Coating helps keep clinical trials 'blind'

Related tags Pharmacology

Boehringer Ingelheim has been granted a US patent on a way to
disguise real and placebo tablets in a clinical trial - without
having to resort to placing them in larger capsules which may be
difficult for patients to swallow.

The technology covered in the patent can be used to obscure any indicating marks on a tablet using a sugar-based coating that does not have any impact on the stability of the drug, or its ability to be released from the tablet.

Clinical studies to determine the effectiveness of new drugs requires that identical tablets be prepared which contain an active drug, no drug (placebo) and/or a control drug. This is done in order to prevent the patients and investigators from knowing who is receiving the drug that is being tested.

When making dosage forms for a clinical trial, the active drug and the placebo are generally obscured using over-encapsulation, coating or de-branding. In other words, the tablet is placed in a larger capsule, coated with an obscuring layer or 'de-branded' using a de-inking agent.

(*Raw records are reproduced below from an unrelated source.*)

use anyhow::{Context, Result};
use site_kit_core::{Breadcrumb, resolve_breadcrumbs, resolve_breadcrumbs_concurrent};
use std::path::PathBuf;

use super::load_site;

/// Print the breadcrumb trail for `route`
pub async fn run(path: PathBuf, route: String, json: bool, concurrent: bool) -> Result<()> {
    let (_, store) = load_site(&path)?;

    let crumbs = if concurrent {
        resolve_breadcrumbs_concurrent(&store, &route).await
    } else {
        resolve_breadcrumbs(&store, &route).await
    }
    .with_context(|| format!("Failed to resolve breadcrumbs for '{}'", route))?;

    if json {
        println!("{}", serde_json::to_string_pretty(&crumbs)?);
    } else {
        println!("{}", format_trail(&crumbs));
    }

    Ok(())
}

fn format_trail(crumbs: &[Breadcrumb]) -> String {
    if crumbs.is_empty() {
        return "(no breadcrumbs)".to_string();
    }
    crumbs
        .iter()
        .map(|c| format!("{} ({})", c.label, c.to))
        .collect::<Vec<_>>()
        .join(" › ")
}
pub mod breadcrumbs;
pub mod build;
pub mod init;
pub mod preview;
pub mod validate;

use anyhow::{Context, Result};
use site_kit_content::ContentStore;
use site_kit_core::{SiteConfig, parse_site_toml};
use std::path::Path;

pub const CONFIG_FILE: &str = site_kit_validator::CONFIG_FILE;

/// Load site.toml and every collection of the site at `path`.
pub fn load_site(path: &Path) -> Result<(SiteConfig, ContentStore)> {
    if !path.exists() {
        anyhow::bail!("Site directory does not exist: {}", path.display());
    }

    let config_path = path.join(CONFIG_FILE);
    if !config_path.exists() {
        anyhow::bail!(
            "{} not found in {}\nRun 'site-kit init {}' first",
            CONFIG_FILE,
            path.display(),
            path.display()
        );
    }

    let config = parse_site_toml(&config_path).context("Failed to parse site.toml")?;
    let store = ContentStore::load(path, &config).context("Failed to load content")?;
    Ok((config, store))
}
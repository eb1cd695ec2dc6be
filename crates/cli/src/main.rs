mod commands;

use clap::{ArgAction, CommandFactory, Parser, ValueEnum};
use clap_complete::{Shell, generate};
use std::io;
use std::path::PathBuf;

#[derive(Parser)]
#[command(name = "site-kit")]
#[command(version, about = "Static content site toolkit: collections, breadcrumbs, build and preview", long_about = None)]
struct Cli {
    /// Increase log verbosity (-v debug, -vv trace)
    #[arg(short, long, global = true, action = ArgAction::Count)]
    verbose: u8,

    /// Log output format
    #[arg(long, global = true, value_enum, default_value = "text")]
    log_format: LogFormat,

    #[command(subcommand)]
    command: Command,
}

#[derive(Debug, Clone, Copy, ValueEnum)]
enum LogFormat {
    Text,
    Json,
}

#[derive(Parser)]
enum Command {
    /// Initialize a new site directory
    Init {
        /// Path to the site directory
        path: PathBuf,

        /// Site name written to site.toml
        #[arg(long)]
        name: Option<String>,
    },

    /// Validate site configuration and content collections
    Validate {
        /// Path to site directory
        path: PathBuf,
    },

    /// Preview site locally with hot reload
    Preview {
        /// Path to site directory
        path: PathBuf,

        /// Port to serve on
        #[arg(short, long, default_value = "8080")]
        port: u16,
    },

    /// Build the static site
    Build {
        /// Path to site directory
        path: PathBuf,

        /// Output directory (defaults to build.output from site.toml)
        #[arg(short, long)]
        output: Option<PathBuf>,
    },

    /// Print the breadcrumb trail for a route
    Breadcrumbs {
        /// Path to site directory
        path: PathBuf,

        /// Route to resolve, e.g. /docs/guide/install
        route: String,

        /// Print JSON instead of text
        #[arg(long)]
        json: bool,

        /// Issue all page lookups at once
        #[arg(long)]
        concurrent: bool,
    },

    /// Generate shell completion scripts
    Completions {
        /// Shell to generate completions for
        #[arg(value_enum)]
        shell: Shell,
    },
}

fn init_tracing(cli: &Cli) {
    use tracing_subscriber::{EnvFilter, fmt};

    let filter = match cli.verbose {
        0 => "warn",
        1 => "site_kit=debug,site_kit_core=debug,site_kit_content=debug,site_kit_generator=debug,site_kit_validator=debug",
        _ => "site_kit=trace,site_kit_core=trace,site_kit_content=trace,site_kit_generator=trace,site_kit_validator=trace,tower_http=debug",
    };

    let env_filter = EnvFilter::try_from_default_env().unwrap_or_else(|_| EnvFilter::new(filter));

    match cli.log_format {
        LogFormat::Text => {
            fmt()
                .with_env_filter(env_filter)
                .with_target(false)
                .with_writer(io::stderr)
                .init();
        }
        LogFormat::Json => {
            fmt()
                .json()
                .with_env_filter(env_filter)
                .with_writer(io::stderr)
                .init();
        }
    }
}

#[tokio::main]
async fn main() -> anyhow::Result<()> {
    let cli = Cli::parse();
    init_tracing(&cli);

    match cli.command {
        Command::Init { path, name } => commands::init::run(path, name).await,
        Command::Validate { path } => commands::validate::run(path).await,
        Command::Preview { path, port } => commands::preview::run(path, port).await,
        Command::Build { path, output } => commands::build::run(path, output).await,
        Command::Breadcrumbs {
            path,
            route,
            json,
            concurrent,
        } => commands::breadcrumbs::run(path, route, json, concurrent).await,
        Command::Completions { shell } => {
            let mut cmd = Cli::command();
            generate(shell, &mut cmd, "site-kit", &mut io::stdout());
            Ok(())
        }
    }
}
use site_kit_validator::validate_site;
use std::path::PathBuf;

pub async fn run(path: PathBuf) -> anyhow::Result<()> {
    println!("Validating site at: {}", path.display());

    let report = validate_site(&path);

    for line in &report.info {
        println!("✓ {}", line);
    }
    for line in &report.warnings {
        println!("⚠ {}", line);
    }
    for line in &report.errors {
        println!("✗ {}", line);
    }

    println!(
        "\n{} error(s), {} warning(s)",
        report.errors.len(),
        report.warnings.len()
    );

    if !report.is_ok() {
        anyhow::bail!("Validation failed");
    }

    Ok(())
}
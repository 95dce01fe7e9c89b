use std::collections::{BTreeMap, HashSet};

use facet::Facet;

use crate::error::InventoryError;
use crate::provider::Provider;
use crate::ssh_config::{self, HostOptions};
use crate::status;

/// Passed to ssh for every host; not configurable.
pub const SSH_COMMON_ARGS: &str = "-o StrictHostKeyChecking=no -o UserKnownHostsFile=/dev/null";

/// Group holding every running machine.
pub const ALL_GROUP: &str = "vagrants";
/// Machine that must be up for the `minikube` group to be valid.
pub const MINIKUBE_HOST: &str = "minikube";

// ── data model ───────────────────────────────────────────

/// Connection variables for one host, keyed the way Ansible reads them.
#[derive(Debug, Clone, PartialEq, Eq, Facet)]
pub struct HostRecord {
    #[facet(rename = "ansible_host")]
    pub host_address: String,
    #[facet(rename = "ansible_port")]
    pub port: String,
    #[facet(rename = "ansible_user")]
    pub user: String,
    #[facet(rename = "ansible_ssh_private_key_file")]
    pub private_key_path: String,
    #[facet(rename = "ansible_ssh_common_args")]
    pub ssh_options: String,
}

#[derive(Debug, Clone, Default, PartialEq, Eq, Facet)]
pub struct Group {
    #[facet(skip_serializing_if = Option::is_none)]
    pub vars: Option<BTreeMap<String, String>>,
    pub hosts: Vec<String>,
    #[facet(skip_serializing_if = Vec::is_empty)]
    pub children: Vec<String>,
}

impl Group {
    pub fn with_hosts(hosts: Vec<String>) -> Self {
        Self {
            hosts,
            ..Self::default()
        }
    }
}

#[derive(Debug, Clone, Default, PartialEq, Eq, Facet)]
pub struct Meta {
    pub hostvars: BTreeMap<String, HostRecord>,
}

/// Root of `--list` output.
#[derive(Debug, Clone, PartialEq, Eq, Facet)]
pub struct InventoryDocument {
    pub vagrants: Group,
    pub minikube: Group,
    #[facet(rename = "_meta")]
    pub meta: Meta,
}

impl HostRecord {
    /// Build a record from resolved ssh options, requiring port, user and
    /// at least one identity file. Only the first identity file is used.
    pub fn from_options(host: &str, opts: HostOptions) -> Result<Self, InventoryError> {
        let missing = |field: &str| InventoryError::MissingField {
            host: host.to_string(),
            field: field.to_string(),
        };

        let port = opts.port.ok_or_else(|| missing("Port"))?;
        let user = opts.user.ok_or_else(|| missing("User"))?;
        let private_key_path = opts
            .identity_files
            .into_iter()
            .next()
            .ok_or_else(|| missing("IdentityFile"))?;

        if opts.hostname.is_empty() {
            return Err(missing("HostName"));
        }

        Ok(Self {
            host_address: opts.hostname,
            port,
            user,
            private_key_path,
            ssh_options: SSH_COMMON_ARGS.to_string(),
        })
    }
}

// ── operations ───────────────────────────────────────────

/// Names of running machines in the order the provider reports them.
pub async fn running_hosts<P: Provider>(provider: &P) -> Result<Vec<String>, InventoryError> {
    let output = provider.status().await?;
    let hosts = status::running_hosts(&output)?;
    tracing::debug!(count = hosts.len(), ?hosts, "running machines");
    Ok(hosts)
}

/// Resolve the ssh connection details for one machine.
pub async fn host_details<P: Provider>(
    provider: &P,
    name: &str,
) -> Result<HostRecord, InventoryError> {
    if name.trim().is_empty() {
        return Err(InventoryError::Validation {
            message: "host name must not be empty".into(),
        });
    }

    let text = provider.ssh_config(name).await?;
    let config = ssh_config::parse(&text)?;
    let opts = config.lookup(name);
    if opts.identity_files.len() > 1 {
        tracing::debug!(host = %name, count = opts.identity_files.len(), "using first identity file");
    }
    let record = HostRecord::from_options(name, opts)?;
    tracing::info!(host = %name, address = %record.host_address, port = %record.port, "resolved host");
    Ok(record)
}

/// Fail unless every member of `group` is among `all`.
pub fn ensure_subset(group_name: &str, group: &Group, all: &[String]) -> Result<(), InventoryError> {
    let known: HashSet<&str> = all.iter().map(String::as_str).collect();
    let missing: Vec<&str> = group
        .hosts
        .iter()
        .map(String::as_str)
        .filter(|h| !known.contains(h))
        .collect();

    if missing.is_empty() {
        return Ok(());
    }
    Err(InventoryError::Validation {
        message: format!(
            "group '{group_name}' references {missing:?}, which are not among running hosts {all:?}"
        ),
    })
}

/// Assemble the full inventory. The group invariant is checked before any
/// host is resolved.
pub async fn build_list<P: Provider>(provider: &P) -> Result<InventoryDocument, InventoryError> {
    let vagrants = Group::with_hosts(running_hosts(provider).await?);
    let minikube = Group::with_hosts(vec![MINIKUBE_HOST.to_string()]);
    ensure_subset(MINIKUBE_HOST, &minikube, &vagrants.hosts)?;

    let mut hostvars = BTreeMap::new();
    for name in &vagrants.hosts {
        let record = host_details(provider, name).await?;
        hostvars.insert(name.clone(), record);
    }

    Ok(InventoryDocument {
        vagrants,
        minikube,
        meta: Meta { hostvars },
    })
}

/// Serialize a document for stdout.
pub fn to_json<'a, T: Facet<'a>>(value: &T, pretty: bool) -> Result<String, InventoryError> {
    let json = if pretty {
        facet_json::to_string_pretty(value)
    } else {
        facet_json::to_string(value)
    };
    json.map_err(|e| InventoryError::Serialize {
        message: e.to_string(),
    })
}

The patent​ claims over-encapsulation is effective but time consuming. Moreover, strict quality controls are required to assure that the capsule and tablet are bioequivalent and are manufactured properly, and the gelatin and moisture in the capsules may introduce stability problems.

Meanwhile, overcoating of tablets has not been successful for embossed tablets because of the formation of ghost images in the areas where the tablets are embossed, according to the patent. And the de-branding of printed tablets and capsules is a labour intensive process that may also raise the question of stability, due to the use of solvents for manually de-inking the printed matter on the dosage form.

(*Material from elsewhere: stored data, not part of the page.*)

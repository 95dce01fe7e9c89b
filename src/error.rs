use miette::Diagnostic;
use thiserror::Error;

#[derive(Debug, Error, Diagnostic)]
pub enum InventoryError {
    #[error("failed to load config from {path}")]
    ConfigLoad {
        path: String,
        #[source]
        source: std::io::Error,
    },

    #[error("failed to parse config from {path}: {message}")]
    ConfigParse { path: String, message: String },

    #[error("I/O error while {context}")]
    Io {
        context: String,
        #[source]
        source: std::io::Error,
    },

    #[error("{command} failed: {message}")]
    #[diagnostic(help("is vagrant installed and run from the directory holding the Vagrantfile?"))]
    ExternalCommand { command: String, message: String },

    #[error("unparsable status line '{line}': {message}")]
    StatusParse { line: String, message: String },

    #[error("malformed ssh-config at line {line_no}: {message}")]
    SshConfigParse { line_no: usize, message: String },

    #[error("ssh-config for '{host}' has no {field}")]
    MissingField { host: String, field: String },

    #[error("validation error: {message}")]
    Validation { message: String },

    #[error("failed to serialize output: {message}")]
    Serialize { message: String },
}
use clap::{ArgGroup, Parser};
use std::path::PathBuf;

#[derive(Parser, Debug)]
#[command(
    name = "vagrant-inventory",
    about = "Ansible dynamic inventory for running Vagrant machines"
)]
#[command(group(ArgGroup::new("mode").required(true).args(["list", "host"])))]
pub struct Cli {
    /// List every running machine as a grouped inventory
    #[arg(long)]
    pub list: bool,

    /// Show connection variables for a single machine
    #[arg(long, value_name = "NAME")]
    pub host: Option<String>,

    /// Path to settings file
    #[arg(short, long)]
    pub config: Option<PathBuf>,

    /// Enable verbose output on stderr
    #[arg(short, long)]
    pub verbose: bool,

    /// Indent the JSON output
    #[arg(long)]
    pub pretty: bool,
}

/// Which document to emit.
#[derive(Debug, Clone, PartialEq, Eq)]
pub enum Mode {
    List,
    Host(String),
}

impl Cli {
    pub fn mode(&self) -> Mode {
        match &self.host {
            Some(name) => Mode::Host(name.clone()),
            None => Mode::List,
        }
    }
}

#[cfg(test)]
mod tests {
    use super::*;

    #[test]
    fn list_flag_selects_list_mode() {
        let cli = Cli::try_parse_from(["vagrant-inventory", "--list"]).unwrap();
        assert_eq!(cli.mode(), Mode::List);
    }

    #[test]
    fn host_flag_selects_host_mode() {
        let cli = Cli::try_parse_from(["vagrant-inventory", "--host", "minikube"]).unwrap();
        assert_eq!(cli.mode(), Mode::Host("minikube".into()));
    }

    #[test]
    fn list_and_host_conflict() {
        let err =
            Cli::try_parse_from(["vagrant-inventory", "--list", "--host", "minikube"]).unwrap_err();
        assert_eq!(err.kind(), clap::error::ErrorKind::ArgumentConflict);
    }

    #[test]
    fn one_mode_is_required() {
        let err = Cli::try_parse_from(["vagrant-inventory"]).unwrap_err();
        assert_eq!(err.kind(), clap::error::ErrorKind::MissingRequiredArgument);
    }
}
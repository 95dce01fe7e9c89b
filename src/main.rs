use clap::Parser;

use vagrant_inventory::cli::{Cli, Mode};
use vagrant_inventory::config;
use vagrant_inventory::inventory;
use vagrant_inventory::logging;
use vagrant_inventory::provider;

#[tokio::main(flavor = "current_thread")]
async fn main() -> miette::Result<()> {
    let cli = Cli::parse();

    let log_file = logging::init(cli.verbose);

    let settings = config::load_settings(cli.config.as_deref())?;
    if let Some(path) = settings.log_file() {
        if let Err(e) = log_file.attach(path) {
            tracing::warn!(path = %path.display(), "cannot open log file: {e}");
        }
    }

    let provider = provider::create_provider(&settings);

    // Serialize fully before printing so a failure never leaves partial JSON
    let json = match cli.mode() {
        Mode::List => {
            let doc = inventory::build_list(&provider).await?;
            tracing::info!(hosts = doc.vagrants.hosts.len(), "inventory assembled");
            inventory::to_json(&doc, cli.pretty)?
        }
        Mode::Host(name) => {
            let record = inventory::host_details(&provider, &name).await?;
            inventory::to_json(&record, cli.pretty)?
        }
    };

    println!("{json}");
    Ok(())
}
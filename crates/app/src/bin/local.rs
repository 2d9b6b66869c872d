// SwapShop API - Local Development Server

use std::net::SocketAddr;
use tokio::signal;
use tower::ServiceBuilder;
use tower_http::{cors::CorsLayer, trace::TraceLayer};
use tracing::{error, info};

use swapshop_app::{body_limit_layer, connect_pool, create_app, run_migrations};
use swapshop_common::Config;

#[tokio::main]
async fn main() -> anyhow::Result<()> {
    tracing_subscriber::fmt()
        .with_env_filter(tracing_subscriber::EnvFilter::from_default_env())
        .pretty()
        .init();

    info!("Starting SwapShop API local development server");

    let config = Config::from_env().map_err(|e| {
        error!("Failed to load configuration: {}", e);
        e
    })?;

    let pool = connect_pool(&config).await.map_err(|e| {
        error!("Failed to connect to database: {}", e);
        e
    })?;
    info!(
        max_connections = config.database_max_connections,
        "Database connection established"
    );

    run_migrations(&pool).await?;

    let app = create_app(config.clone(), pool).await.map_err(|e| {
        error!("Failed to create application: {}", e);
        e
    })?;

    let app = app.layer(
        ServiceBuilder::new()
            .layer(TraceLayer::new_for_http())
            .layer(CorsLayer::permissive())
            .layer(body_limit_layer())
            .into_inner(),
    );

    let addr = SocketAddr::from(([0, 0, 0, 0], config.port));
    let listener = tokio::net::TcpListener::bind(addr).await?;

    info!("Server listening on http://{}", addr);
    info!("Health check available at http://{}/health", addr);

    axum::serve(listener, app)
        .with_graceful_shutdown(shutdown_signal())
        .await?;

    info!("Server shutdown complete");
    Ok(())
}

async fn shutdown_signal() {
    let ctrl_c = async {
        if let Err(e) = signal::ctrl_c().await {
            error!("Failed to listen for Ctrl+C: {}", e);
            std::future::pending::<()>().await;
        }
    };

    #[cfg(unix)]
    let terminate = async {
        match signal::unix::signal(signal::unix::SignalKind::terminate()) {
            Ok(mut sig) => {
                sig.recv().await;
            }
            Err(e) => {
                error!("Failed to install SIGTERM handler: {}", e);
                std::future::pending::<()>().await;
            }
        }
    };

    #[cfg(not(unix))]
    let terminate = std::future::pending::<()>();

    tokio::select! {
        _ = ctrl_c => {
            info!("Received Ctrl+C signal, starting graceful shutdown");
        },
        _ = terminate => {
            info!("Received terminate signal, starting graceful shutdown");
        },
    }
}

These problems could mean that companies have to carry out stability and bioequivalence studies on the dosage form, hiking the expense of the trial.

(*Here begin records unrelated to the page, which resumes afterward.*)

//! Axum extractors for authentication
//!
//! Generic over any state `S` where `AuthConfig: FromRef<S>`.

use axum::{
    extract::{FromRef, FromRequestParts},
    http::{header::AUTHORIZATION, request::Parts},
};

use crate::config::AuthConfig;
use crate::context::AuthContext;
use crate::error::AuthError;
use crate::jwt::{authenticate_jwt, extract_bearer_token};

/// Authenticated user extractor (bearer JWT)
#[derive(Debug)]
pub struct AuthUser(pub AuthContext);

impl<S> FromRequestParts<S> for AuthUser
where
    AuthConfig: FromRef<S>,
    S: Send + Sync,
{
    type Rejection = AuthError;

    async fn from_request_parts(
        parts: &mut Parts,
        state: &S,
    ) -> std::result::Result<Self, Self::Rejection> {
        let config = AuthConfig::from_ref(state);

        let auth_header = parts
            .headers
            .get(AUTHORIZATION)
            .ok_or(AuthError::MissingAuthorization)?;

        let token = extract_bearer_token(auth_header)?;
        let auth_context = authenticate_jwt(&token, &config)?;

        Ok(AuthUser(auth_context))
    }
}
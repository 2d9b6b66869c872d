//! JWT validation and token extraction helpers

use axum::http::HeaderValue;
use jsonwebtoken::{decode, Algorithm, DecodingKey, Validation};
use uuid::Uuid;

use crate::claims::SessionClaims;
use crate::config::AuthConfig;
use crate::context::AuthContext;
use crate::error::AuthError;

/// Validate a session JWT and return its claims
pub(crate) fn validate_jwt_token(
    token: &str,
    config: &AuthConfig,
) -> Result<SessionClaims, AuthError> {
    let mut validation = Validation::new(Algorithm::HS256);

    if let Some(aud) = &config.audience {
        validation.set_audience(&[aud]);
    } else {
        validation.validate_aud = false;
    }

    if let Some(iss) = &config.issuer {
        validation.set_issuer(&[iss]);
    }

    let decoding_key = DecodingKey::from_secret(config.jwt_secret.as_ref());

    let token_data = decode::<SessionClaims>(token, &decoding_key, &validation).map_err(|e| {
        tracing::debug!(error = %e, "JWT validation failed");
        AuthError::InvalidToken
    })?;

    Ok(token_data.claims)
}

/// Verify a token and resolve the acting user
pub(crate) fn authenticate_jwt(token: &str, config: &AuthConfig) -> Result<AuthContext, AuthError> {
    let claims = validate_jwt_token(token, config)?;
    let user_id = Uuid::parse_str(&claims.sub).map_err(|_| AuthError::InvalidUserId)?;

    Ok(AuthContext::new(user_id, claims.email))
}

/// Extract bearer token from Authorization header
pub(crate) fn extract_bearer_token(header: &HeaderValue) -> Result<String, AuthError> {
    let header_str = header
        .to_str()
        .map_err(|_| AuthError::InvalidAuthorizationFormat)?;

    match header_str.strip_prefix("Bearer ") {
        Some(token) if !token.trim().is_empty() => Ok(token.trim().to_string()),
        _ => Err(AuthError::InvalidAuthorizationFormat),
    }
}
//! SwapShop Email Service
//!
//! Outbound email for marketplace notifications:
//! - AWS SES integration for production delivery
//! - Mock email service for tests and local development
//! - LocalStack support through a custom endpoint URL
//! - Content for the "someone contacted you about your listing" email

use std::collections::HashMap;

use chrono::{DateTime, Utc};
use serde::{Deserialize, Serialize};
use thiserror::Error;

pub mod aws_ses;
pub mod content;
pub mod mock;

#[derive(Error, Debug)]
pub enum EmailError {
    #[error("Email configuration error: {0}")]
    Configuration(String),

    #[error("Email validation error: {0}")]
    Validation(String),

    #[error("Email delivery error: {0}")]
    Delivery(String),

    #[error("AWS SES error: {0}")]
    AwsSes(String),
}

/// Email message to be sent
#[derive(Debug, Clone, Serialize, Deserialize)]
pub struct EmailMessage {
    pub to: String,
    pub from: String,
    pub reply_to: Option<String>,
    pub subject: String,
    pub body_text: String,
    pub body_html: Option<String>,
    pub metadata: HashMap<String, String>,
}

impl EmailMessage {
    /// Create a new email message
    pub fn new(to: String, from: String, subject: String, body_text: String) -> Self {
        Self {
            to,
            from,
            reply_to: None,
            subject,
            body_text,
            body_html: None,
            metadata: HashMap::new(),
        }
    }

    /// Add HTML body content
    pub fn with_html(mut self, body_html: String) -> Self {
        self.body_html = Some(body_html);
        self
    }

    /// Add reply-to address
    pub fn with_reply_to(mut self, reply_to: String) -> Self {
        self.reply_to = Some(reply_to);
        self
    }

    /// Add metadata for tracking
    pub fn with_metadata(mut self, key: String, value: String) -> Self {
        self.metadata.insert(key, value);
        self
    }
}

/// Email delivery receipt
#[derive(Debug, Clone, Serialize, Deserialize)]
pub struct EmailReceipt {
    pub message_id: String,
    pub sent_at: DateTime<Utc>,
    pub provider: String,
    pub metadata: HashMap<String, String>,
}

/// Email service configuration
#[derive(Debug, Clone)]
pub struct EmailConfig {
    /// Email service provider (ses, mock)
    pub provider: String,
    /// AWS region for SES
    pub aws_region: Option<String>,
    /// AWS endpoint URL (for LocalStack)
    pub aws_endpoint_url: Option<String>,
    /// Default from address
    pub default_from: String,
    /// Enable email sending (can disable for testing)
    pub enabled: bool,
    /// Base URL for the marketplace frontend (used in listing links)
    pub app_base_url: String,
}

impl EmailConfig {
    /// Create email config from environment variables
    pub fn from_env() -> Result<Self, EmailError> {
        dotenvy::dotenv().ok();

        let provider = std::env::var("EMAIL_PROVIDER").unwrap_or_else(|_| "mock".to_string());

        let aws_region = std::env::var("AWS_REGION").ok();
        let aws_endpoint_url = std::env::var("AWS_ENDPOINT_URL").ok();

        let default_from = std::env::var("FROM_EMAIL")
            .unwrap_or_else(|_| "notifications@swapshop.app".to_string());

        let enabled = std::env::var("EMAIL_ENABLED")
            .unwrap_or_else(|_| "true".to_string())
            .parse()
            .unwrap_or(true);

        let app_base_url =
            std::env::var("APP_BASE_URL").unwrap_or_else(|_| "http://localhost:3000".to_string());

        Ok(Self {
            provider,
            aws_region,
            aws_endpoint_url,
            default_from,
            enabled,
            app_base_url,
        })
    }
}

/// Email service trait for different implementations
#[async_trait::async_trait]
pub trait EmailService: Send + Sync {
    /// Send an email message
    async fn send_email(&self, message: EmailMessage) -> Result<EmailReceipt, EmailError>;

    /// Return the default "from" address for outgoing emails
    fn default_from(&self) -> String;

    /// Return the application base URL for building links
    fn app_base_url(&self) -> &str;

    /// Tell a seller that a buyer opened a conversation about one of their listings
    async fn send_conversation_started(
        &self,
        seller_email: &str,
        buyer_name: &str,
        item_name: Option<&str>,
        item_id: Option<i64>,
        initial_message: &str,
    ) -> Result<EmailReceipt, EmailError> {
        let listing_url = match item_id {
            Some(id) => format!("{}/items/{}", self.app_base_url(), id),
            None => self.app_base_url().to_string(),
        };

        let subject = content::conversation_started_subject(buyer_name, item_name);
        let body_text =
            content::conversation_started_text(buyer_name, item_name, initial_message, &listing_url);
        let body_html =
            content::conversation_started_html(buyer_name, item_name, initial_message, &listing_url);

        let mut message = EmailMessage::new(
            seller_email.to_string(),
            self.default_from(),
            subject,
            body_text,
        )
        .with_html(body_html)
        .with_metadata("email_type".to_string(), "conversation_started".to_string());

        if let Some(id) = item_id {
            message = message.with_metadata("item_id".to_string(), id.to_string());
        }

        self.send_email(message).await
    }
}

/// Email service factory
pub struct EmailServiceFactory;

impl EmailServiceFactory {
    /// Create email service based on configuration
    pub async fn create(config: EmailConfig) -> Result<Box<dyn EmailService>, EmailError> {
        if !config.enabled {
            tracing::info!("Email service disabled, using mock implementation");
            return Ok(Box::new(mock::MockEmailService::new_disabled()));
        }

        match config.provider.as_str() {
            "ses" | "aws-ses" => {
                tracing::info!("Creating AWS SES email service");
                let ses_service = aws_ses::SesEmailService::new(config).await?;
                Ok(Box::new(ses_service))
            }
            "mock" => {
                tracing::info!("Creating mock email service");
                Ok(Box::new(mock::MockEmailService::with_base_url(
                    config.app_base_url,
                )))
            }
            provider => Err(EmailError::Configuration(format!(
                "Unknown email provider: {}. Supported providers: ses, mock",
                provider
            ))),
        }
    }
}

Another alternative is that tablets can be milled and filled into capsules, although this is not always suitable for complex formulations and raises issues about how closely the resulting dosage form matches its parent in uniformity, stability and bioavailability.

Boehringer's solution is to coat the tablets with a polymer such as polyethylene glycol, and then progressively bind sugar-based coatings to this layer until the tablet is 'rounded-out', and any embossed areas are filled.

The invention also provides a method for coating micro tablets for the purpose of rounding them to facilitate the mechanical filling of the micro tablets into capsules.